Task goal
What is the number of lines in these entries that include "IndexedDocument"? Write that number and no other text.

Source records

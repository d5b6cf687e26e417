//! Header-value helpers: text decoding, RFC 2047 encoded words, and date parsing.

use chrono::{DateTime, NaiveDateTime, TimeZone, Utc};
use tracing::warn;

/// Output format of [`normalize_date`].
pub const NORMALIZED_DATE_FORMAT: &str = "%Y-%m-%d %H:%M:%S";

/// Decode raw file bytes to text with `\n` line endings.
///
/// Tries UTF-8 first, then falls back to Windows-1252 (which accepts every byte).
pub fn decode_text_bytes(bytes: &[u8]) -> String {
    let bytes = bytes.strip_prefix(&[0xEF, 0xBB, 0xBF]).unwrap_or(bytes);

    let text = match std::str::from_utf8(bytes) {
        Ok(s) => s.to_string(),
        Err(_) => {
            let (decoded, _, _) = encoding_rs::WINDOWS_1252.decode(bytes);
            decoded.into_owned()
        }
    };

    if text.contains('\r') {
        text.replace("\r\n", "\n").replace('\r', "\n")
    } else {
        text
    }
}

/// Decode RFC 2047 encoded-words in a header value.
///
/// Example: `"=?UTF-8?B?SG9sYQ==?= =?UTF-8?B?IG11bmRv?="` → `"Hola mundo"`
///
/// Values without encoded words, or that cannot be decoded, are returned unchanged.
pub fn decode_encoded_words(input: &str) -> String {
    if !input.contains("=?") {
        return input.to_string();
    }

    let fake_msg = format!("Subject: {input}\n\n");
    mail_parser::MessageParser::default()
        .parse(fake_msg.as_bytes())
        .and_then(|msg| msg.subject().map(str::to_string))
        .unwrap_or_else(|| input.to_string())
}

/// Parse an email date string in the formats seen in archives and exports.
///
/// Supports RFC 2822, RFC 3339, Outlook `Sent:` lines, the Gmail print
/// format (`"Wed, 25 Jun, 2025 at 10:38 am"`), and a number of broken variants.
pub fn parse_date(date_str: &str) -> Option<DateTime<Utc>> {
    let trimmed = date_str.trim();
    if trimmed.is_empty() {
        return None;
    }

    if let Ok(dt) = DateTime::parse_from_rfc2822(trimmed) {
        return Some(dt.with_timezone(&Utc));
    }

    if let Ok(dt) = DateTime::parse_from_rfc3339(trimmed) {
        return Some(dt.with_timezone(&Utc));
    }

    // Outlook: "Monday, June 23, 2025 9:00 AM"
    for fmt in ["%A, %B %d, %Y %I:%M %p", "%A, %B %d, %Y %H:%M"] {
        if let Ok(ndt) = NaiveDateTime::parse_from_str(trimmed, fmt) {
            return Some(Utc.from_utc_datetime(&ndt));
        }
    }

    // Gmail print: "Wed, 25 Jun, 2025 at 10:38 am"
    let gmail = trimmed.replace(',', "").replace(" at ", " ");
    if let Ok(ndt) = NaiveDateTime::parse_from_str(&gmail, "%a %d %b %Y %I:%M %p") {
        return Some(Utc.from_utc_datetime(&ndt));
    }

    let bare = strip_day_of_week(trimmed);
    for candidate in [bare.clone(), replace_named_tz(&bare)] {
        if let Some(dt) = parse_with_formats(&candidate) {
            return Some(dt);
        }
    }

    // Bare calendar date: "2025-04-23"
    if let Ok(d) = chrono::NaiveDate::parse_from_str(&bare, "%Y-%m-%d") {
        return d.and_hms_opt(0, 0, 0).map(|ndt| Utc.from_utc_datetime(&ndt));
    }

    mail_parser_date(trimmed)
}

/// Normalize a date for display: `YYYY-MM-DD HH:MM:SS` when it parses,
/// otherwise the original string unchanged.
pub fn normalize_date(raw: &str) -> String {
    match parse_date(raw) {
        Some(dt) => dt.format(NORMALIZED_DATE_FORMAT).to_string(),
        None => {
            warn!(date = raw, "Could not parse date, keeping raw value");
            raw.to_string()
        }
    }
}

/// Layouts tried once the weekday is stripped. Offset-less matches are UTC.
const FALLBACK_FORMATS: [&str; 11] = [
    "%d %b %Y %H:%M:%S %z",
    "%d %b %Y %H:%M:%S",
    "%d %b %Y %H:%M %z",
    "%d %b %Y %H:%M",
    "%Y-%m-%dT%H:%M:%S%z",
    "%Y-%m-%dT%H:%M:%SZ",
    "%Y-%m-%d %H:%M:%S %z",
    "%Y-%m-%d %H:%M:%S",
    "%Y-%m-%d %H:%M",
    "%d/%m/%Y %H:%M:%S",
    "%m/%d/%Y %H:%M:%S",
];

/// Zone abbreviations seen in archived headers.
const NAMED_ZONES: [(&str, &str); 11] = [
    ("CEST", "+0200"),
    ("CET", "+0100"),
    ("EST", "-0500"),
    ("EDT", "-0400"),
    ("CST", "-0600"),
    ("CDT", "-0500"),
    ("PST", "-0800"),
    ("PDT", "-0700"),
    ("GMT", "+0000"),
    ("UTC", "+0000"),
    ("IST", "+0530"),
];

const WEEKDAYS: [&str; 7] = ["Mon", "Tue", "Wed", "Thu", "Fri", "Sat", "Sun"];

fn parse_with_formats(candidate: &str) -> Option<DateTime<Utc>> {
    FALLBACK_FORMATS.iter().find_map(|fmt| {
        DateTime::parse_from_str(candidate, fmt)
            .map(|dt| dt.with_timezone(&Utc))
            .or_else(|_| {
                NaiveDateTime::parse_from_str(candidate, fmt).map(|ndt| Utc.from_utc_datetime(&ndt))
            })
            .ok()
    })
}

/// Last resort: `mail-parser`'s lenient RFC 5322 date parser.
fn mail_parser_date(input: &str) -> Option<DateTime<Utc>> {
    let header = format!("Date: {input}\n\n");
    let message = mail_parser::MessageParser::default().parse(header.as_bytes())?;
    DateTime::parse_from_rfc3339(&message.date()?.to_rfc3339())
        .ok()
        .map(|d| d.with_timezone(&Utc))
}

/// Drop a leading abbreviated weekday ("Thu, " or "Thu ").
fn strip_day_of_week(s: &str) -> String {
    WEEKDAYS
        .iter()
        .filter_map(|day| s.strip_prefix(day))
        .find_map(|rest| rest.strip_prefix(',').or_else(|| rest.strip_prefix(' ')))
        .map(|rest| rest.trim().to_string())
        .unwrap_or_else(|| s.to_string())
}

/// Swap a trailing zone abbreviation for its numeric offset.
fn replace_named_tz(s: &str) -> String {
    NAMED_ZONES
        .iter()
        .find_map(|(name, offset)| s.strip_suffix(name).map(|head| format!("{head}{offset}")))
        .unwrap_or_else(|| s.to_string())
}
//! Aggregate views over stored documents.

use std::collections::{BTreeMap, HashMap};

use chrono::{DateTime, Utc};
use serde::Serialize;

use crate::model::address::EmailAddress;
use crate::model::document::IndexedDocument;
use crate::parser::header::parse_date;

/// Label used for documents indexed without a thread.
pub const UNKNOWN_THREAD: &str = "Unknown";

/// Per-thread document count and date range.
#[derive(Debug, Clone, PartialEq, Eq, Serialize)]
pub struct ThreadSummary {
    pub name: String,
    pub documents: usize,
    pub oldest: Option<DateTime<Utc>>,
    pub newest: Option<DateTime<Utc>>,
}

/// Group documents by thread label, sorted by name.
///
/// Documents without a thread are counted under [`UNKNOWN_THREAD`]. Dates
/// that do not parse are ignored for the range.
pub fn thread_summaries<'a>(
    documents: impl IntoIterator<Item = &'a IndexedDocument>,
) -> Vec<ThreadSummary> {
    let mut threads: BTreeMap<String, ThreadSummary> = BTreeMap::new();

    for doc in documents {
        let name = doc
            .metadata
            .thread
            .clone()
            .unwrap_or_else(|| UNKNOWN_THREAD.to_string());
        let summary = threads.entry(name.clone()).or_insert_with(|| ThreadSummary {
            name,
            documents: 0,
            oldest: None,
            newest: None,
        });
        summary.documents += 1;

        if let Some(date) = doc.metadata.date.as_deref().and_then(parse_date) {
            summary.oldest = Some(summary.oldest.map_or(date, |d| d.min(date)));
            summary.newest = Some(summary.newest.map_or(date, |d| d.max(date)));
        }
    }

    threads.into_values().collect()
}

/// The `n` most frequent senders with their document counts.
///
/// Senders are grouped by lower-cased address and shown as first seen.
/// Ties are ordered by name.
pub fn top_senders<'a>(
    documents: impl IntoIterator<Item = &'a IndexedDocument>,
    n: usize,
) -> Vec<(String, usize)> {
    let mut counts: HashMap<String, (String, usize)> = HashMap::new();
    for doc in documents {
        let Some(from) = doc.metadata.from.as_deref() else {
            continue;
        };
        let sender = EmailAddress::parse(from);
        let entry = counts
            .entry(sender.key())
            .or_insert_with(|| (sender.to_string(), 0));
        entry.1 += 1;
    }

    let mut sorted: Vec<(String, usize)> = counts.into_values().collect();
    sorted.sort_by(|a, b| b.1.cmp(&a.1).then_with(|| a.0.cmp(&b.0)));
    sorted.truncate(n);
    sorted
}

#[cfg(test)]
mod tests {
    use super::*;
    use crate::model::document::DocumentMetadata;

    fn doc(thread: Option<&str>, from: Option<&str>, date: Option<&str>) -> IndexedDocument {
        IndexedDocument {
            content: String::new(),
            metadata: DocumentMetadata {
                from: from.map(str::to_string),
                date: date.map(str::to_string),
                thread: thread.map(str::to_string),
                source: "s".into(),
                ..DocumentMetadata::default()
            },
        }
    }

    #[test]
    fn test_thread_summaries_group_and_sort() {
        let docs = vec![
            doc(Some("phoenix"), None, Some("2025-04-23")),
            doc(None, None, None),
            doc(Some("apollo"), None, Some("not a date")),
            doc(Some("phoenix"), None, Some("2025-04-21")),
        ];
        let summaries = thread_summaries(&docs);
        let names: Vec<&str> = summaries.iter().map(|s| s.name.as_str()).collect();
        assert_eq!(names, vec!["Unknown", "apollo", "phoenix"]);

        let phoenix = &summaries[2];
        assert_eq!(phoenix.documents, 2);
        assert_eq!(phoenix.oldest.unwrap().format("%Y-%m-%d").to_string(), "2025-04-21");
        assert_eq!(phoenix.newest.unwrap().format("%Y-%m-%d").to_string(), "2025-04-23");
        assert_eq!(summaries[1].oldest, None);
    }

    #[test]
    fn test_top_senders_groups_by_address() {
        let docs = vec![
            doc(None, Some("Alice <alice@example.com>"), None),
            doc(None, Some("ALICE@example.com"), None),
            doc(None, Some("bob@example.com"), None),
            doc(None, None, None),
        ];
        let top = top_senders(&docs, 5);
        assert_eq!(top[0], ("Alice <alice@example.com>".to_string(), 2));
        assert_eq!(top[1], ("bob@example.com".to_string(), 1));
        assert_eq!(top_senders(&docs, 1).len(), 1);
    }
}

Task solution
5